During this period not all of the expanding literature relevant to dyslexia was of a supportive nature. Some questioned substantive aspects of the concepts being promulgated. Others noted the number of different terms used in examining basic clinical material and the problems this created. Terms employed included aphasia, congenital aphasia, alexia, congenital alexia, developmental alexia, word blindness, congenital word blindness, strephosymbolia, reading disability, and specific reading disability.

Acquired and Developmental Dyslexia

Appearance of the term dyslexia in the literature of the 1930s was infrequent. The next decade saw its occasional use along with the emergence of other terms of differentiating capacity. Two of these, acquired dyslexia and developmental dyslexia, basic concepts today, currently are defined in much the same way as they were when enunciated in the 40s (Bender, 1946).

 

The term acquired dyslexia (also called alexia) referenced adults of normal intelligence and sensory acuity who acquired basic reading and related literacy skills without difficulty. They subsequently experienced some type of brain damage induced by such as stroke, accident, or infection that impeded these skills.

The term developmental dyslexia referenced those who experienced no brain damage and had no visual, auditory or mental deficits, but who exhibited unexpected difficulty in their efforts to learn to read, spell, and write. These learning difficulties were considered to be neurologically based unfolding over the developmental period during which most children successfully acquired literacy skills. 2

Since Kussmaul (1877) there has always been a continuing interest in acquired dyslexia albeit, shortly following Morgan (1896), the focus shifted and has remained on developmental dyslexia. This shifted focus has become so pronounced that today the single term, dyslexia, has become convenient shorthand for developmental dyslexia and other kindred variations of the term.

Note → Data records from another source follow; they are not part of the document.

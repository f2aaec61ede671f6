//! Error types for the Postmark client.

use crate::EmailResponse;
use reqwest::StatusCode;

/// Boxed error returned by [`Transport`](crate::Transport) implementations.
pub type BoxError = Box<dyn std::error::Error + Send + Sync>;

/// Errors that can occur during Postmark operations.
///
/// Every variant is scoped to the single call that produced it. Only
/// [`Error::Transport`] and [`Error::Api`] involve the network at all;
/// [`Error::Validation`] and [`Error::Serialize`] are raised before anything
/// is sent.
#[derive(Debug, thiserror::Error)]
pub enum Error {
    /// A required input was missing, e.g. an empty batch.
    #[error("invalid request: {0}")]
    Validation(String),

    /// The request payload could not be encoded as JSON.
    #[error("failed to serialize request payload: {0}")]
    Serialize(#[source] serde_json::Error),

    /// The request could not be built or the transport failed to perform it.
    #[error("transport error: {0}")]
    Transport(#[source] BoxError),

    /// Postmark answered with a non-success HTTP status.
    #[error("Postmark API returned HTTP {status}: {error_code} {message}")]
    Api {
        /// HTTP status of the response.
        status: StatusCode,
        /// Postmark `ErrorCode` from the error body, `0` if absent.
        error_code: i64,
        /// Postmark `Message` from the error body, or the raw body text.
        message: String,
    },

    /// A successful response body did not match the expected shape.
    #[error("failed to deserialize response body: {0}")]
    Deserialize(#[source] serde_json::Error),

    /// The call succeeded but Postmark reported a nonzero `ErrorCode`.
    ///
    /// The decoded response is kept so callers can still read `MessageID`,
    /// `To` and the rest.
    #[error("delivery failed with error code {}: {}", .0.error_code, .0.message)]
    Delivery(Box<EmailResponse>),
}

impl Error {
    /// Returns the response attached to a [`Error::Delivery`], if any.
    pub fn delivery_response(&self) -> Option<&EmailResponse> {
        match self {
            Error::Delivery(response) => Some(response),
            _ => None,
        }
    }

    /// Consumes the error, returning the response of a [`Error::Delivery`].
    pub fn into_delivery_response(self) -> Option<EmailResponse> {
        match self {
            Error::Delivery(response) => Some(*response),
            _ => None,
        }
    }

    /// Postmark API error code carried by this error, if any.
    pub fn error_code(&self) -> Option<i64> {
        match self {
            Error::Api { error_code, .. } => Some(*error_code),
            Error::Delivery(response) => Some(response.error_code),
            _ => None,
        }
    }
}
//! Templated sends: payload shape, display-name merging and the batch envelope.

use crate::models::is_false;
use crate::{Attachment, Header};
use serde::{Deserialize, Serialize};
use std::borrow::Cow;
use std::collections::HashMap;

/// An email rendered server-side from a Postmark template.
///
/// Set either `template_id` or `template_alias`; Postmark rejects a message
/// with neither. `from_name` and `to_name` are not sent as fields of their own:
/// before transmission they are merged into `From` and `To` as
/// `"Name" address`.
#[derive(Debug, Clone, Default, PartialEq, Serialize, Deserialize)]
#[serde(rename_all = "PascalCase")]
pub struct TemplatedEmail {
    /// Numeric id of the template to render.
    #[serde(rename = "TemplateId", default, skip_serializing_if = "Option::is_none")]
    pub template_id: Option<i64>,
    /// Alias of the template to render.
    #[serde(default, skip_serializing_if = "Option::is_none")]
    pub template_alias: Option<String>,
    /// Model the template is rendered with.
    #[serde(default, skip_serializing_if = "serde_json::Map::is_empty")]
    pub template_model: serde_json::Map<String, serde_json::Value>,
    /// Whether Postmark inlines the template's style blocks. Postmark
    /// defaults to `true` when this is unset.
    #[serde(default, skip_serializing_if = "Option::is_none")]
    pub inline_css: Option<bool>,
    /// Sender address. Must have a confirmed sender signature.
    pub from: String,
    /// Recipient addresses, comma separated.
    pub to: String,
    /// Cc recipient addresses, comma separated.
    #[serde(default, skip_serializing_if = "Option::is_none")]
    pub cc: Option<String>,
    /// Bcc recipient addresses, comma separated.
    #[serde(default, skip_serializing_if = "Option::is_none")]
    pub bcc: Option<String>,
    /// Tag used to categorize outgoing mail in Postmark statistics.
    #[serde(default, skip_serializing_if = "Option::is_none")]
    pub tag: Option<String>,
    /// Reply-To override.
    #[serde(default, skip_serializing_if = "Option::is_none")]
    pub reply_to: Option<String>,
    /// Custom headers, in order.
    #[serde(default, skip_serializing_if = "Vec::is_empty")]
    pub headers: Vec<Header>,
    /// Enable open tracking.
    #[serde(default, skip_serializing_if = "is_false")]
    pub track_opens: bool,
    /// File attachments.
    #[serde(default, skip_serializing_if = "Vec::is_empty")]
    pub attachments: Vec<Attachment>,
    /// Free-form metadata stored alongside the message.
    #[serde(default, skip_serializing_if = "HashMap::is_empty")]
    pub metadata: HashMap<String, String>,
    /// Display name merged into `From`.
    #[serde(skip)]
    pub from_name: Option<String>,
    /// Display name merged into `To`.
    #[serde(skip)]
    pub to_name: Option<String>,
}

impl TemplatedEmail {
    /// Create a message for the template with the given numeric id.
    pub fn with_template_id(id: i64, from: impl Into<String>, to: impl Into<String>) -> Self {
        Self {
            template_id: Some(id),
            from: from.into(),
            to: to.into(),
            ..Default::default()
        }
    }

    /// Create a message for the template with the given alias.
    pub fn with_template_alias(
        alias: impl Into<String>,
        from: impl Into<String>,
        to: impl Into<String>,
    ) -> Self {
        Self {
            template_alias: Some(alias.into()),
            from: from.into(),
            to: to.into(),
            ..Default::default()
        }
    }

    /// Set one template model value.
    #[must_use]
    pub fn with_model_value(
        mut self,
        key: impl Into<String>,
        value: impl Into<serde_json::Value>,
    ) -> Self {
        self.template_model.insert(key.into(), value.into());
        self
    }

    /// Set the sender display name.
    #[must_use]
    pub fn with_from_name(mut self, name: impl Into<String>) -> Self {
        self.from_name = Some(name.into());
        self
    }

    /// Set the recipient display name.
    #[must_use]
    pub fn with_to_name(mut self, name: impl Into<String>) -> Self {
        self.to_name = Some(name.into());
        self
    }

    /// The message as it goes on the wire.
    ///
    /// Borrows `self` when no display name is set. Otherwise returns a copy
    /// with the names merged into `from` / `to`; `self` is never modified.
    pub(crate) fn prepared(&self) -> Cow<'_, TemplatedEmail> {
        if self.from_name.is_none() && self.to_name.is_none() {
            return Cow::Borrowed(self);
        }

        let mut email = self.clone();
        if let Some(name) = email.from_name.take() {
            email.from = format_address(&name, &email.from);
        }
        if let Some(name) = email.to_name.take() {
            email.to = format_address(&name, &email.to);
        }
        Cow::Owned(email)
    }
}

/// Body of `email/batchWithTemplates`, which takes an object rather than the
/// bare array `email/batch` accepts.
#[derive(Debug, Serialize)]
#[serde(rename_all = "PascalCase")]
pub(crate) struct TemplatedBatch<'a> {
    pub messages: Vec<Cow<'a, TemplatedEmail>>,
}

impl<'a> TemplatedBatch<'a> {
    pub fn new(emails: &'a [TemplatedEmail]) -> Self {
        Self {
            messages: emails.iter().map(TemplatedEmail::prepared).collect(),
        }
    }
}

/// Format `name` and `address` as `"name" address`.
///
/// Backslashes and double quotes inside the name are escaped so the quoted
/// string stays well formed.
pub fn format_address(name: &str, address: &str) -> String {
    let mut out = String::with_capacity(name.len() + address.len() + 3);
    out.push('"');
    for c in name.chars() {
        if c == '"' || c == '\\' {
            out.push('\\');
        }
        out.push(c);
    }
    out.push_str("\" ");
    out.push_str(address);
    out
}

Acquired and Developmental Dyslexia 1872 to 1950

Use of the terms acquired dyslexia and developmental dyslexia are now firmly established in the literature (Crystal, 1987). In this review the two provide a classificatory framework within which the literature of the earlier years relevant to the term are examined. From this analysis corrections to and comments on the historical record are presented.

William Broadbent

Medicine’s initial interest in dyslexia was limited to patients exhibiting the characteristics of acquired dyslexia. The view that such behaviors constituted a medical problem began to crystallize in the latter quarter of the nineteenth century (Campbell, 2013).

While earlier clinical observations having relevancy to reading problems can be cited (Anderson & Meier-Hedde, 2001; Richardson, 1992; Miles & Miles, 1990; Kral, Nielson, & Hynd, 1998), sources speaking to the history of this period typically begin with a report by a British physician, William Broadbent. It focused on aphasic characteristics of ten of Broadbent’s patients, but it did note that two of these were one-time readers who, after experiencing brain damage, lost that skill (Broadbent, 1872).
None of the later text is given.